I was blessed with a beautiful, idyllic childhood … growing up in Quebec with lots of sun and music in the air, always. Even when my mum and aunt were performing and touring together, they’ve never once put the children aside. With the same amount of time they spent on touring, they made sure they made up for it by spending equal amount time with us.
You have a daughter now with Lorca Cohen (daughter of singer-songwriter Leonard Cohen) and you’re legally married to partner Jörn Weisbrodt. Will you be adopting the same philosophy to fatherhood?
Well, it’s still too early to tell. My son is currently two-years-old, and he spends a lot of time with mom who basically stays most of the time in one place (laughs) while I’m the one doing all the travelling and performing. But yeah, we’ll see. I hope to.
How do you find your balance then?
Balance is important, but i do feel that as an artist you also tend to seek a certain imbalance and a dark side. Sometimes to find that balance you need to rock that boat a little. But I’ve always been a positive person. Sure when I was younger I did lots of naughty things like doing drugs and being promiscuous, but I’ve always exuded a positive energy. You can hear it in my songs … even in moments of darkness there are silver linings of hope … I am always going towards the light. I’ve always leaned that way.
So do you sleep well?
I sleep very well, actually (laughs). I’ve been eating well too. Too well, in fact.

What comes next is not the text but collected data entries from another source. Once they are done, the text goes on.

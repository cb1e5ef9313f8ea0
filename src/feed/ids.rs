//! Identifiers for feeds and posts.
//!
//! Identifiers are minted by an [`IdGenerator`] owned by the sync engine, so
//! two engines never share a counter and tests can use deterministic ids.

use std::fmt;
use std::sync::atomic::{AtomicU64, Ordering};

use uuid::Uuid;

/// Identifier of a subscribed feed.
#[derive(Debug, Clone, Copy, PartialEq, Eq, Hash, PartialOrd, Ord)]
pub struct FeedId(Uuid);

impl FeedId {
    /// Wrap a raw UUID.
    pub fn from_uuid(uuid: Uuid) -> Self {
        Self(uuid)
    }

    /// Get the underlying UUID.
    pub fn as_uuid(&self) -> Uuid {
        self.0
    }
}

impl fmt::Display for FeedId {
    fn fmt(&self, f: &mut fmt::Formatter<'_>) -> fmt::Result {
        write!(f, "feed-{}", self.0)
    }
}

/// Identifier of a post.
#[derive(Debug, Clone, Copy, PartialEq, Eq, Hash, PartialOrd, Ord)]
pub struct PostId(Uuid);

impl PostId {
    /// Wrap a raw UUID.
    pub fn from_uuid(uuid: Uuid) -> Self {
        Self(uuid)
    }

    /// Get the underlying UUID.
    pub fn as_uuid(&self) -> Uuid {
        self.0
    }
}

impl fmt::Display for PostId {
    fn fmt(&self, f: &mut fmt::Formatter<'_>) -> fmt::Result {
        write!(f, "post-{}", self.0)
    }
}

/// Source of fresh identifiers.
///
/// Implementations must never hand out the same identifier twice.
pub trait IdGenerator: Send + Sync {
    /// Mint a new feed identifier.
    fn next_feed_id(&self) -> FeedId;

    /// Mint a new post identifier.
    fn next_post_id(&self) -> PostId;
}

/// Monotonic counter shared by feed and post ids.
///
/// The n-th id minted by an instance is `Uuid::from_u128(n)`, starting at 1.
#[derive(Debug, Default)]
pub struct SequentialIds {
    last: AtomicU64,
}

impl SequentialIds {
    /// Create a counter starting at 1.
    pub fn new() -> Self {
        Self::default()
    }

    fn next(&self) -> Uuid {
        let n = self.last.fetch_add(1, Ordering::Relaxed) + 1;
        Uuid::from_u128(u128::from(n))
    }
}

impl IdGenerator for SequentialIds {
    fn next_feed_id(&self) -> FeedId {
        FeedId(self.next())
    }

    fn next_post_id(&self) -> PostId {
        PostId(self.next())
    }
}

/// Random (UUID v4) identifiers.
#[derive(Debug, Default, Clone, Copy)]
pub struct RandomIds;

impl IdGenerator for RandomIds {
    fn next_feed_id(&self) -> FeedId {
        FeedId(Uuid::new_v4())
    }

    fn next_post_id(&self) -> PostId {
        PostId(Uuid::new_v4())
    }
}

#[cfg(test)]
mod tests {
    use super::*;
    use std::collections::HashSet;

    #[test]
    fn test_sequential_ids_are_monotonic() {
        let ids = SequentialIds::new();
        let feed = ids.next_feed_id();
        let first = ids.next_post_id();
        let second = ids.next_post_id();

        assert_eq!(feed.as_uuid(), Uuid::from_u128(1));
        assert_eq!(first.as_uuid(), Uuid::from_u128(2));
        assert_eq!(second.as_uuid(), Uuid::from_u128(3));
    }

    #[test]
    fn test_sequential_ids_are_per_instance() {
        let a = SequentialIds::new();
        let b = SequentialIds::new();
        assert_eq!(a.next_post_id(), b.next_post_id());
    }

    #[test]
    fn test_random_ids_unique() {
        let ids = RandomIds;
        let minted: HashSet<PostId> = (0..100).map(|_| ids.next_post_id()).collect();
        assert_eq!(minted.len(), 100);
    }

    #[test]
    fn test_id_display() {
        let feed = FeedId::from_uuid(Uuid::from_u128(1));
        let post = PostId::from_uuid(Uuid::from_u128(2));
        assert_eq!(
            feed.to_string(),
            "feed-00000000-0000-0000-0000-000000000001"
        );
        assert!(post.to_string().starts_with("post-"));
    }
}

So what’s most important to you now?
My health. I still consider myself young as I’m not yet 40, and to see my mum’s health disappear right in front of my eyes [McGarrigle died of cancer in 2010] was very tough. I also think that it’s important to have a sense of humor.
What about love?
Love is important, but I also feel that justice comes a close second, especially in this day and age with these monolithic corporations taking over and social and religious issues are in such a state. As a child, I had never imagined that one day I’d live to see gay men being prosecuted. Justice is the answer.
What can we expect from your debut performance here?
It’d be a cross-section of my life’s repertoire in the tradition of a troubadour. I never do the same show twice.
Famous last words?
Right now I’ve really got to get to the loo, so in the tradition of Oscar Wilde, I’d say “It’s either the poo goes, or I go.”